In response to the report, the EPA said it works closely with states "who are responsible for and do take the majority of the drinking water enforcement actions and are the first line of oversight of drinking water systems."

The agency added that, "it's important to note that many of the drinking water systems that NRDC cites in its analysis are already working to resolve past violations and return to compliance with the Safe Drinking Water Act in consultation with state regulators or EPA."




Figure 3: community water systems with action level exceedances (ales)


Gaming the system for years

A Virginia Tech researcher credited with exposing two of the nation's largest lead-in-water crises -- in Washington D.C. in the early 2000s, and in Flint last year -- said he noticed several years ago that the EPA was turning a blind eye to the "cheating" by local water utilities.

"Cheating became something you didn't even hide," researcher Marc Edwards told CNN.

Among the bad practices adopted by water utilities: selectively testing homes that are unlikely to have high levels of lead, asking residents to "pre-flush" their taps, and taking water samples "slowly," which reduces lead levels.

He wrote a paper on this in 2009. Then in 2011, Edwards said he overheard a local water official openly brag about cheating on the lead and copper rule.

"Right in front of EPA," Edwards said. "And I went back after that conference and I wrote EPA and I said, "How can you allow this to occur? I mean, what are you going to do about this?" He later shared that letter in congressional testimony. It concludes with a line saying the EPA, "does not care whether children are lead poisoned from public drinking water."

Why lead is so dangerous for children

The EPA says it's working on strengthening the lead and copper rule, and "focusing on enhanced oversight of the states, including implementation of the existing rule."

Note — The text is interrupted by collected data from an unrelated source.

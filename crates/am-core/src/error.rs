use thiserror::Error;

/// Errors originating from the rendering pipeline.
#[derive(Error, Debug)]
pub enum CoreError {
    /// The render target could not be created. Fatal to the instance;
    /// there is no software fallback below a software renderer.
    #[error("rendering context unavailable ({width}×{height})")]
    ContextUnavailable {
        /// Requested target width.
        width: u32,
        /// Requested target height.
        height: u32,
    },

    /// Zero or negative container/canvas dimensions. Treated as "not ready
    /// yet" at frame boundaries, an error only at construction.
    #[error("invalid dimensions: {width}×{height}")]
    InvalidDimensions {
        /// Width value.
        width: u32,
        /// Height value.
        height: u32,
    },

    /// Pixel capture failed for this frame. Caught at the loop boundary;
    /// the frame is skipped and the effect continues next frame.
    #[error("frame readback failed: {0}")]
    Readback(String),

    /// No usable font: neither the configured path nor any platform
    /// default could be loaded.
    #[error("no usable monospace font found (configure one with `font_path`)")]
    FontUnavailable,

    /// Invalid configuration value or structure.
    #[error("invalid configuration: {0}")]
    Config(String),
}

But Alan Morrissey, former senior attorney in the EPA's office of water enforcement, told CNN that addressing the problem could create even more violations for the already-strapped EPA water department. Morrissey left the EPA in 2015, frustrated by a lack of emphasis on water.

"If you fix the problem of the game in the system, you now have hundreds -- and thousands perhaps -- of municipalities that have direct violation," he said.

What's happening in Philadelphia

Experts say Philadelphia is a perfect example of the EPA unwilling to act, and having too cozy a relationship with local regulators.

The city has come under scrutiny recently for only testing less than 40 of an estimated 50,000 homes with lead service lines. City officials say that's all they could find after putting out 8,000 requests to residents. Seven homes had high lead levels.

After the Flint water crisis, the EPA in February issued new guidance instructing water authorities to stop pre-flushing taps and other practices that were considered "cheating."

class-action lawsuit alleged that Philadelphia "tests an inordinate amount of low risk homes, diluting its testing pool and skewing the results in such a way as to paint a woefully inaccurate picture of the City's overall lead contamination."

The director of Philadelphia's water system, Gary Burlingame, said the EPA's language is merely "guidance," so it didn't have to be followed. Burlingame has been required to work with consultants who the EPA has hired on four separate occasions since 2000.

The EPA should at least "issue immediate alert to the people in Philadelphia to let people know it is very possible that the results are not reliable and that people should protect themselves," said Yanna Lambrinidou, a Virginia Tech researcher who has been advocating for a change in the city's policy.

8 unexpected places you may find lead

The EPA says enforcement of Philadelphia was left to the state of Pennsylvania. The federal guidelines are only guidelines and can't be enforced. The Philadelphia Mayor's office says it will follow the EPA's new guidelines in the next round of testing -- that's in 2017.

"Meanwhile you have an entire city that hasn't been protected," Edwards said.

There are other cities like Philadelphia. Almost 97 percent of lead-related violations recorded by the EPA are for failing to properly monitor lead levels.

"I think that the basic problem is that the federal EPA and the water officials, and a lot of communities across the country are very tight. And the EPA has been very reluctant to take enforcement action against them in most cases. They're friends, they hang out with each other, they ask for each other's advice, and you get close after a while," Olson said.

What is lead poisoning?

No action

Flint illuminated an invisible infrastructure problem.

Under the ground, in front yards across the nation, the service lines that bring water to our homes are, in many cases, made of lead. Though toxic, lead used to be preferable for its durability.

But just as science eventually told us that lead paint and leaded gasoline were bad ideas, so too we gradually began to realize that lead pipes should not be used to carry our drinking water. Federal regulations now mandate that water systems have an anti-corrosion plan, typically consisting of treating the water with an orthophosphate agent that forms a film to protect water moving through lead pipes.

In Flint, the lead pipes began leaching toxins into the water after the state of Michigan decided to switch the financially ailing city's drinking water source, and failed to properly treat the water with orthophosphates. To make matters worse, officials who could see the lead water levels rising didn't say anything for months. Meanwhile, families continued drinking the water.

CDC report reveals magnitude of Flint water crisis

There is no safe level of lead, but the EPA set a threshold back in 1990 of 15 parts per billion (ppb) -- the level at which regulators are supposed to step in and force water utilities to correct a contamination problem.

While Flint's astronomically high lead levels -- some homes more than 10,000 ppb -- appear to be the worst case scenario, the city is not alone.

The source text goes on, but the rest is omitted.